» **DIRECTIONS FOR THIS TASK**
Return, word for word, only the lines of the data below that lie between the line with "service entry point" and the line with "HTTP server to", those two lines included.

» **RECORDS SHOWN**

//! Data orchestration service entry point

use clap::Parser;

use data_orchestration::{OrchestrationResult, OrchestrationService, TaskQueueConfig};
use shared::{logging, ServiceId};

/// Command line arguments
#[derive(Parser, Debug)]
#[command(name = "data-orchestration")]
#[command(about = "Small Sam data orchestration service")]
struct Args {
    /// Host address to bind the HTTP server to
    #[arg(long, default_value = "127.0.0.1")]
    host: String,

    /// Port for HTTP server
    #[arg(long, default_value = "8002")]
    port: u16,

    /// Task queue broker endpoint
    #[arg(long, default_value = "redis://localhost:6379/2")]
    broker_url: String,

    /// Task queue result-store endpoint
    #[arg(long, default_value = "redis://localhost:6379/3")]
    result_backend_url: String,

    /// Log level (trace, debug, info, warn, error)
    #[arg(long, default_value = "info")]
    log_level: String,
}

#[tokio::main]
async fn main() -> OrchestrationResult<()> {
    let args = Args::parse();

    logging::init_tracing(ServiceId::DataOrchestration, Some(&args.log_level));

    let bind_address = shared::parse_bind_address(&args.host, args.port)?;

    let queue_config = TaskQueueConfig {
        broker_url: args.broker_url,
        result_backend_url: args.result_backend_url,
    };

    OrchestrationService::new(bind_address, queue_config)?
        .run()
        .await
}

...

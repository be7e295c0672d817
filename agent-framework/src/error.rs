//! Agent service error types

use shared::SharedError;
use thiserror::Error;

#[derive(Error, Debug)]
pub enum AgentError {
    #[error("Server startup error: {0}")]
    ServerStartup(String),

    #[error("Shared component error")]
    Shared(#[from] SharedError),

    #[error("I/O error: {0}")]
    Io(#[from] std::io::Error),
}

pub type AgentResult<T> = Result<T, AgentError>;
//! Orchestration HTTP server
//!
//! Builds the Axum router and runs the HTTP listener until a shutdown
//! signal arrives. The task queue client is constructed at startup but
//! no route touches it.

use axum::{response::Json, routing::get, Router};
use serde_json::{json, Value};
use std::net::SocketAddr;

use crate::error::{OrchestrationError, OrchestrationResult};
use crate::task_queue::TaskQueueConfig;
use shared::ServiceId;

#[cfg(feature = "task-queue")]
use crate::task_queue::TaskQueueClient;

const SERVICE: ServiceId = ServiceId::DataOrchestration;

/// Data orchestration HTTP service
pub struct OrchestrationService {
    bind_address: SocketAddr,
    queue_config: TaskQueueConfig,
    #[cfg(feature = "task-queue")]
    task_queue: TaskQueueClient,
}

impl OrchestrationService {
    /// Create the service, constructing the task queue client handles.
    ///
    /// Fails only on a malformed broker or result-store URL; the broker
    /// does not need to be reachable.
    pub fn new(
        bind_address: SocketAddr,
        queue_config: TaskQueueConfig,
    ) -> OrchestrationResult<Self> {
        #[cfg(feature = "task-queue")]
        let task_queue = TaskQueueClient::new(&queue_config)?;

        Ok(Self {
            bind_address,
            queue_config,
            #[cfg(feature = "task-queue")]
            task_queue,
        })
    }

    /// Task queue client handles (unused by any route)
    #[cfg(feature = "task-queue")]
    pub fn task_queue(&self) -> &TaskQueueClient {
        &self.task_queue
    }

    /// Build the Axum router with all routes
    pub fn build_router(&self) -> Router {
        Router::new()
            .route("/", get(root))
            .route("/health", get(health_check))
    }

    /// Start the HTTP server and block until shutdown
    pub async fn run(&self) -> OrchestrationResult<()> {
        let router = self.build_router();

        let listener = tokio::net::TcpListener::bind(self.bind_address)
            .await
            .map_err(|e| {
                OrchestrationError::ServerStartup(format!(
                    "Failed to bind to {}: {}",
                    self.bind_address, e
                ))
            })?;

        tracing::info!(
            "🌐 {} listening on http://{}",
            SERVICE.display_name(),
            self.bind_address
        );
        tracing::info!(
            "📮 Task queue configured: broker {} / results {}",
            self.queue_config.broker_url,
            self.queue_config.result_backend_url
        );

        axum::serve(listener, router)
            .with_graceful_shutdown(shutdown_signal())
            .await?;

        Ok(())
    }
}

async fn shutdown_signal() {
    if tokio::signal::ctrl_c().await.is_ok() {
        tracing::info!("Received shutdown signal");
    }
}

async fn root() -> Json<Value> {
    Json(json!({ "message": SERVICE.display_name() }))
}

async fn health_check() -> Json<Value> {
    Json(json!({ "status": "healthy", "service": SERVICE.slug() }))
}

» **WRITTEN RESPONSE**
//! Data orchestration service entry point

use clap::Parser;

use data_orchestration::{OrchestrationResult, OrchestrationService, TaskQueueConfig};
use shared::{logging, ServiceId};

/// Command line arguments
#[derive(Parser, Debug)]
#[command(name = "data-orchestration")]
#[command(about = "Small Sam data orchestration service")]
struct Args {
    /// Host address to bind the HTTP server to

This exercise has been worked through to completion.